## Problem
Reproduce the opening lines of the records exactly, up to and including the line in which "type Handle<S> = Box<dyn" occurs.

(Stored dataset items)
= Beginning of Section =

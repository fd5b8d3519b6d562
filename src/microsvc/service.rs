//! Service - route handler registry and dispatch.
//!
//! `Service<S>` holds a store and the routes one process answers to.
//! Each handler receives a `Context<S>` and returns `Result<Reply, HandlerError>`.
//!
//! ## Example
//!
//! ```ignore
//! use bookstore::microsvc::{Reply, Request, Route, Service};
//!
//! let service = Service::new(InMemoryStore::new())
//!     .route(Route::get("ping", "/ping"), |_ctx| Reply::ok(&"pong"));
//!
//! let reply = service.dispatch("ping", Request::new())?;
//! ```

use tracing::debug;

use super::context::Context;
use super::error::HandlerError;
use super::route::{Reply, Request, Route};

type Guard<S> = Box<dyn Fn(&Context<S>) -> bool + Send + Sync>;
type Handle<S> = Box<dyn Fn(&Context<S>) -> Result<Reply, HandlerError> + Send + Sync>;

/// A registered route handler with optional guard.
struct RouteHandler<S> {
    route: Route,
    guard: Option<Guard<S>>,
    handle: Handle<S>,
}

/// A microservice that routes requests to handler functions.
///
/// Generic over `S`, the store type. Handlers receive a `Context<S>`
/// and reach the store via `ctx.store()`.
pub struct Service<S> {
    name: String,
    store: S,
    handlers: Vec<RouteHandler<S>>,
}

impl<S: Send + Sync + 'static> Service<S> {
    /// Create a new service with the given store.
    pub fn new(store: S) -> Self {
        Self {
            name: "bookstore".to_string(),
            store,
            handlers: Vec::new(),
        }
    }

    /// Name reported by the health route and in logs.
    pub fn named(mut self, name: impl Into<String>) -> Self {
        self.name = name.into();
        self
    }

    /// Register a route handler.
    ///
    /// Uses builder pattern, returns `self` for chaining. A second
    /// registration under the same route name replaces the first.
    pub fn route<F>(self, route: Route, handler: F) -> Self
    where
        F: Fn(&Context<S>) -> Result<Reply, HandlerError> + Send + Sync + 'static,
    {
        self.register(route, None, Box::new(handler))
    }

    /// Register a route handler with a guard function.
    ///
    /// The guard is called before the handler. If it returns `false`,
    /// the request is rejected with `HandlerError::GuardRejected`.
    pub fn route_guarded<G, F>(self, route: Route, guard: G, handler: F) -> Self
    where
        G: Fn(&Context<S>) -> bool + Send + Sync + 'static,
        F: Fn(&Context<S>) -> Result<Reply, HandlerError> + Send + Sync + 'static,
    {
        self.register(route, Some(Box::new(guard)), Box::new(handler))
    }

    fn register(mut self, route: Route, guard: Option<Guard<S>>, handle: Handle<S>) -> Self {
        self.handlers.retain(|h| h.route.name != route.name);
        self.handlers.push(RouteHandler {
            route,
            guard,
            handle,
        });
        self
    }

    /// Dispatch a request to the route registered under `name`.
    ///
    /// Builds a `Context` from the request, runs the guard (if any),
    /// then calls the handler.
    pub fn dispatch(&self, name: &str, request: Request) -> Result<Reply, HandlerError> {
        let handler = self
            .handlers
            .iter()
            .find(|h| h.route.name == name)
            .ok_or_else(|| HandlerError::UnknownRoute(name.to_string()))?;

        let ctx = Context::new(request, &self.store);

        if let Some(guard) = &handler.guard {
            if !guard(&ctx) {
                debug!(route = name, "guard rejected request");
                return Err(HandlerError::GuardRejected(name.to_string()));
            }
        }

        (handler.handle)(&ctx)
    }

    /// Registered routes, in registration order.
    pub fn routes(&self) -> Vec<Route> {
        self.handlers.iter().map(|h| h.route).collect()
    }

    /// Registered route names, in registration order.
    pub fn route_names(&self) -> Vec<&'static str> {
        self.handlers.iter().map(|h| h.route.name).collect()
    }

    pub fn name(&self) -> &str {
        &self.name
    }

    /// Get a reference to the store.
    pub fn store(&self) -> &S {
        &self.store
    }
}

= End of Section =

## Response to the task
repository fd5b8d3519b6d562
filename src/microsvc/service.rs
//! Service - route handler registry and dispatch.
//!
//! `Service<S>` holds a store and the routes one process answers to.
//! Each handler receives a `Context<S>` and returns `Result<Reply, HandlerError>`.
//!
//! ## Example
//!
//! ```ignore
//! use bookstore::microsvc::{Reply, Request, Route, Service};
//!
//! let service = Service::new(InMemoryStore::new())
//!     .route(Route::get("ping", "/ping"), |_ctx| Reply::ok(&"pong"));
//!
//! let reply = service.dispatch("ping", Request::new())?;
//! ```

use tracing::debug;

use super::context::Context;
use super::error::HandlerError;
use super::route::{Reply, Request, Route};

type Guard<S> = Box<dyn Fn(&Context<S>) -> bool + Send + Sync>;
type Handle<S> = Box<dyn Fn(&Context<S>) -> Result<Reply, HandlerError> + Send + Sync>;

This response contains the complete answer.